Local/National Faith Briefs
Barbecue sandwiches served Thursday at St. Ann’s
Court Queen of Peace is serving lunch from 11 a.m.-1 p.m. during Lent on Thursdays at Divine Mercy Hall, St. Ann’s Church, Slayton. The menu includes a barbecue, salads, assorted desserts. Takeouts are available by calling 507-227-6519.
Soup and Sermon is Wednesdays at Holy Redeemer Church
Soup and Sermon will be offered each Wednesday during Lent at Holy Redeemer Church. Soup will be served at 11:45 a.m. and the sermon will be at 12:05 p.m. A free will offering will be accepted. Everyone is welcome to attend.
‘Art of Marriage’ conference is March 9, 10 at E Free
Marshall E Free Church will have the “Art of Marriage” conference March 9-10. The conference is $60 per couple including books. On Saturday, March 10, there will be lunch, prizes and childcare.
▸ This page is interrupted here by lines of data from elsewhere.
//! Links and pointer interaction.
//!
//! Once the layout is ready the manager draws one segment per link, lets the
//! segments grow in from their source node, and turns pointer input on them
//! into tooltip and details events for the host.

use super::scene::{ElementId, LinkElement, Scene};
use super::sync::SceneSynchronizer;
use crate::events::{EventBus, TooltipEvent, UiEvent};
use crate::graph::{GraphLink, GraphSource};
use crate::layout::LayoutEngine;
use egui::Pos2;
use std::collections::HashMap;

/// Share of the full length revealed per animation tick
const REVEAL_PER_TICK: f32 = 0.08;

const LINK_WIDTH: f32 = 2.0;

/// A drawn link and its element
#[derive(Debug, Clone, PartialEq)]
struct LinkInfo {
    link: GraphLink,
    element: ElementId,
}

pub struct InteractionManager {
    /// Element id -> link
    links: HashMap<ElementId, LinkInfo>,
    reveal: f32,
    ui: EventBus<UiEvent>,
}

impl InteractionManager {
    /// Draw every link whose endpoints both have a visual node
    pub fn new<S: Scene>(
        graph: &dyn GraphSource,
        layout: &dyn LayoutEngine,
        sync: &mut SceneSynchronizer<S>,
        ui: EventBus<UiEvent>,
    ) -> Self {
        let mut pending = Vec::new();
        graph.for_each_link(&mut |link| {
            if sync.element_for(&link.from_id).is_some() && sync.element_for(&link.to_id).is_some() {
                pending.push(link.clone());
            }
        });

        let mut links = HashMap::with_capacity(pending.len());
        for link in pending {
            let element = sync.scene_mut().create_link(LinkElement {
                from: layout.node_position(&link.from_id),
                to: layout.node_position(&link.to_id),
                reveal: 0.0,
                width: LINK_WIDTH,
            });
            links.insert(element, LinkInfo { link, element });
        }
        tracing::debug!(links = links.len(), "links drawn");

        Self {
            links,
            reveal: 0.0,
            ui,
        }
    }

    pub fn link_count(&self) -> usize {
        self.links.len()
    }

    pub fn is_animating(&self) -> bool {
        self.reveal < 1.0
    }

    /// Grow the links by one tick. Returns true while still growing.
    pub fn animate<S: Scene>(&mut self, sync: &mut SceneSynchronizer<S>, layout: &dyn LayoutEngine) -> bool {
        if !self.is_animating() {
            return false;
        }
        self.reveal = (self.reveal + REVEAL_PER_TICK).min(1.0);
        self.update_positions(sync, layout);
        self.is_animating()
    }

    /// Follow the current layout positions of the endpoints
    pub fn update_positions<S: Scene>(&self, sync: &mut SceneSynchronizer<S>, layout: &dyn LayoutEngine) {
        for info in self.links.values() {
            sync.scene_mut().set_link_geometry(
                info.element,
                layout.node_position(&info.link.from_id),
                layout.node_position(&info.link.to_id),
                self.reveal,
            );
        }
    }

    /// Pointer moved over `target` at screen position `pointer`
    pub fn on_pointer_move<S: Scene>(
        &self,
        sync: &mut SceneSynchronizer<S>,
        target: Option<ElementId>,
        pointer: Pos2,
    ) {
        match target.and_then(|id| self.links.get(&id)) {
            Some(info) => {
                self.ui
                    .publish(UiEvent::ShowTooltip(TooltipEvent::shown(&info.link, pointer.x, pointer.y)));
                self.highlight(sync, info);
            }
            None => {
                self.ui.publish(UiEvent::ShowTooltip(TooltipEvent::hidden()));
                sync.scene_mut().clear_hovered();
            }
        }
    }

    pub fn on_click(&self, target: Option<ElementId>) {
        if let Some(info) = target.and_then(|id| self.links.get(&id)) {
            tracing::debug!(from = %info.link.from_id, to = %info.link.to_id, "link clicked");
            self.ui.publish(UiEvent::ShowDetails(info.link.clone()));
        }
    }

    /// Highlight the link and both endpoints, dropping any previous highlight
    fn highlight<S: Scene>(&self, sync: &mut SceneSynchronizer<S>, info: &LinkInfo) {
        let endpoints = [
            sync.element_for(&info.link.from_id),
            sync.element_for(&info.link.to_id),
        ];
        let scene = sync.scene_mut();
        scene.clear_hovered();
        for element in endpoints.into_iter().flatten() {
            scene.set_hovered(element, true);
        }
        scene.set_hovered(info.element, true);
    }

    /// Remove the link elements and any highlight
    pub fn dispose<S: Scene>(self, sync: &mut SceneSynchronizer<S>) {
        let scene = sync.scene_mut();
        scene.clear_hovered();
        for element in self.links.into_keys() {
            scene.remove(element);
        }
    }
}
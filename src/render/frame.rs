//! Cooperative frame scheduling.
//!
//! The host calls [`FrameScheduler::take_due`] once per display refresh. At
//! most one request is pending at a time; requesting again replaces it, and
//! cancelling drops it.

/// Handle of one requested frame
#[derive(Debug, Clone, Copy, PartialEq, Eq)]
pub struct FrameRequest(u64);

#[derive(Debug, Default)]
pub struct FrameScheduler {
    next: u64,
    pending: Option<FrameRequest>,
}

impl FrameScheduler {
    pub fn new() -> Self {
        Self::default()
    }

    /// Ask for a frame on the next refresh
    pub fn request(&mut self) -> FrameRequest {
        let request = FrameRequest(self.next);
        self.next += 1;
        self.pending = Some(request);
        request
    }

    /// Drop the pending request, if any
    pub fn cancel(&mut self) -> Option<FrameRequest> {
        self.pending.take()
    }

    pub fn is_pending(&self) -> bool {
        self.pending.is_some()
    }

    /// Consume the pending request. Called by the refresh driver.
    pub fn take_due(&mut self) -> Option<FrameRequest> {
        self.pending.take()
    }
}

#[cfg(test)]
mod tests {
    use super::*;

    #[test]
    fn test_single_pending_request() {
        let mut frames = FrameScheduler::new();
        let first = frames.request();
        let second = frames.request();
        assert_ne!(first, second);

        assert_eq!(frames.take_due(), Some(second));
        assert_eq!(frames.take_due(), None);
    }

    #[test]
    fn test_cancel_drops_request() {
        let mut frames = FrameScheduler::new();
        assert_eq!(frames.cancel(), None);

        let request = frames.request();
        assert_eq!(frames.cancel(), Some(request));
        assert!(!frames.is_pending());
        assert_eq!(frames.take_due(), None);
    }
}
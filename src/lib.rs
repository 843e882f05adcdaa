//! Incremental visualization of a graph that is still being downloaded.
//!
//! A [`render::RenderCoordinator`] owns one render cycle at a time: it adds a
//! visual node for every graph node as it streams in, steps the layout once
//! per refresh, and once the layout converges draws the links and turns
//! pointer input into [`events::UiEvent`]s for the host.

pub mod events;
pub mod graph;
pub mod layout;
pub mod progress;
pub mod render;
pub mod settings;
//! Scene rendering: the coordinator and the pieces it drives.

pub mod coordinator;
pub mod frame;
pub mod interaction;
pub mod scene;
pub mod style;
pub mod sync;
pub mod text;
pub mod viewport;

pub use coordinator::{RenderCoordinator, RenderError};
pub use interaction::InteractionManager;
pub use scene::{ElementId, ElementKind, RetainedScene, Scene};
pub use style::{d_ratio, NodeStyle, NodeUiAttributes};
pub use text::{EguiTextMeasure, FixedAdvanceMeasure, TextMeasure};
pub use viewport::Viewport;
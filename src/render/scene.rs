//! Scene elements and the retained in-memory scene the host paints.

use super::style::NodeUiAttributes;
use egui::{Pos2, Rect, Vec2};
use std::collections::BTreeMap;

/// Identity of one scene element
#[derive(Debug, Clone, Copy, PartialEq, Eq, Hash, PartialOrd, Ord)]
pub struct ElementId(u64);

/// Labeled rounded rectangle representing a graph node
#[derive(Debug, Clone, PartialEq)]
pub struct NodeElement {
    pub label: String,
    /// Prominence from depth, 1 for the root
    pub d_ratio: f32,
    /// Geometry relative to `translate`
    pub attributes: NodeUiAttributes,
    pub translate: Pos2,
}

impl NodeElement {
    /// Box in graph coordinates
    pub fn bounds(&self) -> Rect {
        let a = &self.attributes;
        Rect::from_min_size(self.translate + Vec2::new(a.x, a.y), Vec2::new(a.width, a.height))
    }
}

/// Line segment representing a graph link
#[derive(Debug, Clone, PartialEq)]
pub struct LinkElement {
    pub from: Pos2,
    pub to: Pos2,
    /// Drawn fraction of the segment, 0..=1
    pub reveal: f32,
    pub width: f32,
}

impl LinkElement {
    /// End of the drawn part of the segment
    pub fn visible_end(&self) -> Pos2 {
        self.from + (self.to - self.from) * self.reveal.clamp(0.0, 1.0)
    }

    fn distance_to(&self, pos: Pos2) -> f32 {
        let end = self.visible_end();
        let seg = end - self.from;
        let len_sq = seg.length_sq();
        if len_sq <= f32::EPSILON {
            return pos.distance(self.from);
        }
        let t = ((pos - self.from).dot(seg) / len_sq).clamp(0.0, 1.0);
        pos.distance(self.from + seg * t)
    }
}

#[derive(Debug, Clone, PartialEq)]
pub enum ElementKind {
    Node(NodeElement),
    Link(LinkElement),
}

#[derive(Debug, Clone, PartialEq)]
pub struct SceneElement {
    pub kind: ElementKind,
    pub hovered: bool,
}

/// Scene element builder consumed by the renderer
pub trait Scene {
    fn create_node(&mut self, element: NodeElement) -> ElementId;

    fn create_link(&mut self, element: LinkElement) -> ElementId;

    /// Move a node element
    fn set_translate(&mut self, id: ElementId, pos: Pos2);

    fn set_link_geometry(&mut self, id: ElementId, from: Pos2, to: Pos2, reveal: f32);

    fn set_hovered(&mut self, id: ElementId, hovered: bool);

    /// Drop the hover state of every element
    fn clear_hovered(&mut self);

    fn remove(&mut self, id: ElementId);

    /// Remove every element
    fn clear(&mut self);

    /// Topmost element under `pos` (graph coordinates). Nodes sit above links.
    fn hit_test(&self, pos: Pos2, tolerance: f32) -> Option<ElementId>;
}

/// Scene kept in memory, painted by the host every frame
#[derive(Debug, Default)]
pub struct RetainedScene {
    next_id: u64,
    elements: BTreeMap<ElementId, SceneElement>,
}

impl RetainedScene {
    pub fn new() -> Self {
        Self::default()
    }

    fn insert(&mut self, kind: ElementKind) -> ElementId {
        let id = ElementId(self.next_id);
        self.next_id += 1;
        self.elements.insert(
            id,
            SceneElement {
                kind,
                hovered: false,
            },
        );
        id
    }

    pub fn get(&self, id: ElementId) -> Option<&SceneElement> {
        self.elements.get(&id)
    }

    pub fn node(&self, id: ElementId) -> Option<&NodeElement> {
        match &self.elements.get(&id)?.kind {
            ElementKind::Node(node) => Some(node),
            ElementKind::Link(_) => None,
        }
    }

    pub fn link(&self, id: ElementId) -> Option<&LinkElement> {
        match &self.elements.get(&id)?.kind {
            ElementKind::Link(link) => Some(link),
            ElementKind::Node(_) => None,
        }
    }

    pub fn len(&self) -> usize {
        self.elements.len()
    }

    pub fn is_empty(&self) -> bool {
        self.elements.is_empty()
    }

    /// Elements in creation order
    pub fn iter(&self) -> impl Iterator<Item = (ElementId, &SceneElement)> {
        self.elements.iter().map(|(id, el)| (*id, el))
    }

    pub fn hovered(&self) -> impl Iterator<Item = ElementId> + '_ {
        self.elements
            .iter()
            .filter(|(_, el)| el.hovered)
            .map(|(id, _)| *id)
    }
}

impl Scene for RetainedScene {
    fn create_node(&mut self, element: NodeElement) -> ElementId {
        self.insert(ElementKind::Node(element))
    }

    fn create_link(&mut self, element: LinkElement) -> ElementId {
        self.insert(ElementKind::Link(element))
    }

    fn set_translate(&mut self, id: ElementId, pos: Pos2) {
        if let Some(SceneElement {
            kind: ElementKind::Node(node),
            ..
        }) = self.elements.get_mut(&id)
        {
            node.translate = pos;
        }
    }

    fn set_link_geometry(&mut self, id: ElementId, from: Pos2, to: Pos2, reveal: f32) {
        if let Some(SceneElement {
            kind: ElementKind::Link(link),
            ..
        }) = self.elements.get_mut(&id)
        {
            link.from = from;
            link.to = to;
            link.reveal = reveal;
        }
    }

    fn set_hovered(&mut self, id: ElementId, hovered: bool) {
        if let Some(el) = self.elements.get_mut(&id) {
            el.hovered = hovered;
        }
    }

    fn clear_hovered(&mut self) {
        for el in self.elements.values_mut() {
            el.hovered = false;
        }
    }

    fn remove(&mut self, id: ElementId) {
        self.elements.remove(&id);
    }

    fn clear(&mut self) {
        self.elements.clear();
    }

    fn hit_test(&self, pos: Pos2, tolerance: f32) -> Option<ElementId> {
        let node_hit = self.elements.iter().rev().find_map(|(id, el)| match &el.kind {
            ElementKind::Node(node) if node.bounds().contains(pos) => Some(*id),
            _ => None,
        });
        node_hit.or_else(|| {
            self.elements
                .iter()
                .rev()
                .filter_map(|(id, el)| match &el.kind {
                    ElementKind::Link(link) => {
                        let d = link.distance_to(pos);
                        (d <= tolerance.max(link.width / 2.0)).then_some((*id, d))
                    }
                    ElementKind::Node(_) => None,
                })
                .min_by(|a, b| a.1.total_cmp(&b.1))
                .map(|(id, _)| id)
        })
    }
}

#[cfg(test)]
mod tests {
    use super::*;

    fn node_at(x: f32, y: f32) -> NodeElement {
        NodeElement {
            label: "n".into(),
            d_ratio: 0.0,
            attributes: NodeUiAttributes {
                font_size: 12.0,
                width: 20.0,
                height: 10.0,
                x: -10.0,
                y: -5.0,
                rx: 2.0,
                ry: 2.0,
                px: -8.0,
                py: 3.0,
                stroke_width: 1.0,
            },
            translate: Pos2::new(x, y),
        }
    }

    fn link(from: Pos2, to: Pos2) -> LinkElement {
        LinkElement {
            from,
            to,
            reveal: 1.0,
            width: 2.0,
        }
    }

    #[test]
    fn test_hit_test_prefers_nodes_over_links() {
        let mut scene = RetainedScene::new();
        let l = scene.create_link(link(Pos2::new(-100.0, 0.0), Pos2::new(100.0, 0.0)));
        let n = scene.create_node(node_at(0.0, 0.0));

        assert_eq!(scene.hit_test(Pos2::new(0.0, 0.0), 3.0), Some(n));
        assert_eq!(scene.hit_test(Pos2::new(50.0, 2.0), 3.0), Some(l));
        assert_eq!(scene.hit_test(Pos2::new(50.0, 20.0), 3.0), None);
    }

    #[test]
    fn test_unrevealed_part_of_link_is_not_hit() {
        let mut scene = RetainedScene::new();
        let id = scene.create_link(link(Pos2::new(0.0, 0.0), Pos2::new(100.0, 0.0)));
        scene.set_link_geometry(id, Pos2::new(0.0, 0.0), Pos2::new(100.0, 0.0), 0.5);

        assert_eq!(scene.hit_test(Pos2::new(25.0, 0.0), 1.0), Some(id));
        assert_eq!(scene.hit_test(Pos2::new(75.0, 0.0), 1.0), None);
    }

    #[test]
    fn test_translate_and_hover() {
        let mut scene = RetainedScene::new();
        let a = scene.create_node(node_at(0.0, 0.0));
        let b = scene.create_node(node_at(0.0, 0.0));

        scene.set_translate(a, Pos2::new(40.0, 40.0));
        assert_eq!(scene.node(a).map(|n| n.translate), Some(Pos2::new(40.0, 40.0)));

        scene.set_hovered(a, true);
        scene.set_hovered(b, true);
        assert_eq!(scene.hovered().count(), 2);
        scene.clear_hovered();
        assert_eq!(scene.hovered().count(), 0);

        scene.remove(a);
        assert!(scene.get(a).is_none());
        scene.clear();
        assert!(scene.is_empty());
    }
}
Limit of 15 couples. People can register online though the website — marshallefc.org.
World Day of Prayer Service Set in Garvin
Garvin Congregational Church is hosting a World day of Prayer Service at 11 a.m. Friday, March 2. Lunch will follow the program.
World Day of Prayer services are observed in 170 countries and regions. This year women, men, and children of Suriname, South America, call us to worship considering the words: “All God’s Creation is Very Good! With these words, we are invited to learn about Suriname’s history and rich cultural diversity.
Arkansas public school removes scriptures from choir room
SEARCY, Ark. (AP) — A public school in north-central Arkansas has removed Bible verses from the walls after an anonymous complaint was made to a nonprofit supporting the separation of church and state.
The Daily Citizen reported that posters displaying scriptures had been hung in the choir room of Searcy High School.
Searcy School District Superintendent Diane Barrett said Feb. 2 that the choral director removed the Christian-themed posters from her room in November and that staff have been addressed regarding religious displays.
The Wisconsin-based Freedom From Religion Foundation sent a letter to the school district late last year requesting the posters be removed. The letter had asked school employees be made aware that it’s illegal for districts to promote religion within the school.
The foundation declined to reveal the complainant’s identity.
Centuries-old church undergoing repair work, seeks funding
WOLCOTT, Vt. (AP) — Leaders at a nearly 200-years-old Vermont church are looking to fund repairs to its rotting foundation.
The Rev. Pat Thompson and pastor Mike Thorp said they tore up the Wolcott United Methodist Church’s floor to see how badly water had eroded the wooden foundation. Local 22 & Local 44 News reports the church was built against a stone ledge in 1856, which allowed water to seep into the foundation.
Thompson said the church is looking to purchase a concreate slab to block water from coming into the foundation, but it costs about $115,000 — a hefty price tag for the 11-person congregation.
Thompson and Thorpe said they will look for funding in historical preservation grants. The church was founded by George Brown, Vermont’s first African-American Methodist minister.
Some South Carolina Episcopal churches appeal to high court
CHARLESTON, S.C. (AP) — Some Episcopal churches in South Carolina upset with The Episcopal Church are asking the U.S. Supreme Court to overturn a court decision that could cost them ownership of property.
The Post and Courier of Charleston reported the Diocese of South Carolina has asked the nation’s highest court to reverse a decision by the South Carolina Supreme Court last year that said the national denomination owns the church property.
Protesting churches left the national church in 2012 citing concerns about theological issues including the ordination of gay priests.
The Episcopal Church says it’s governed by its own laws and rules. It says people are free to leave the church if they disagree but cannot take church property with them.
The U.S. Supreme Court historically refuses to hear such cases.